The law lowered the department’s burden of proof in an appeal, and stopped the MSPB from changing penalties imposed by management. Image: Jonathan Weiss/Shutterstock.com
The VA and two unions representing its employees have opposed recently proposed legislation seeking to revive and strengthen a 2017 law giving management a stronger hand in disciplinary practices, authorities that the VA stopped using several months ago.
Among other things, the 2017 law shortened the notice and response time within the VA, shortened the time that the MSPB can consider an appeal, lowered the department’s burden of proof in an appeal, and limited the MSPB to either overturning or affirming a penalty, with no option to lessen it. In stopping its use of those authorities, the VA said that they had mainly tied it up in litigation that resulted in court and MSPB decisions narrowing their reach.
Companion bills (HR-4278 and S-2158) in the House and Senate would overturn those rulings and add several new pro-management provisions. Those would include ending a requirement to give employees an opportunity to improve prior to discipline for alleged poor performance, and applying to all supervisory employees the even more limited rights for SES members there under a separate law.

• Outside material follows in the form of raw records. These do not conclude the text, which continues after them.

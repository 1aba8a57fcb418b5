//! # basm
//!
//! An interpreter for a small line-oriented assembly language.
//!
//! Programs use four integer registers (A, B, C, D), arithmetic and compare
//! instructions, labeled jumps conditioned on the last comparison, and
//! `call`/`ret` subroutines. Source is loaded into an in-memory instruction
//! list with a resolved label table, then executed by a [`Machine`].

pub mod asm;
pub mod vm;
pub mod interp;

#[cfg(feature = "tui")]
pub mod tui;

#[cfg(feature = "wasm")]
pub mod wasm;

// Re-export commonly used types
pub use asm::{load, load_with, LoadError, LoadOptions, Program, LabelTable};
pub use vm::{Machine, MachineError, MachineState, EndKind, Register, RegisterFile, Comparator, Instruction};
pub use interp::{run, execute, execute_to, EndPolicy, Error, ExitStatus, Report, RunConfig};

#[cfg(feature = "tui")]
pub use tui::run_debugger;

In testimony before a House subcommittee, a VA official repeated the department’s view that standard disciplinary practices are sufficient for its needs and that reviving the broader ones would create confusion and lead to yet more legal challenges, “potentially resulting in overturned adverse actions and substantial monetary damages.”
The unions put their objections in stronger terms. The AFGE said the authorities “disproportionately harmed lower paid federal workers” and not higher-level officials who were responsible for a series of scandals that led to enactment of the 2017 law. The NFFE called that law an “assault on legitimate due process” and a “flagrant violation of the most basic legal principles.”
However, the Veterans Affairs Committee may advance the bill despite that opposition. “We cannot afford to backslide and wait for the same tragedies that drove the popular, bipartisan support behind the 2017 Accountability Act to repeat themselves before we act,” said Rep. Mike Bost, R-Ill., chairman of the committee and a main sponsor of the bill.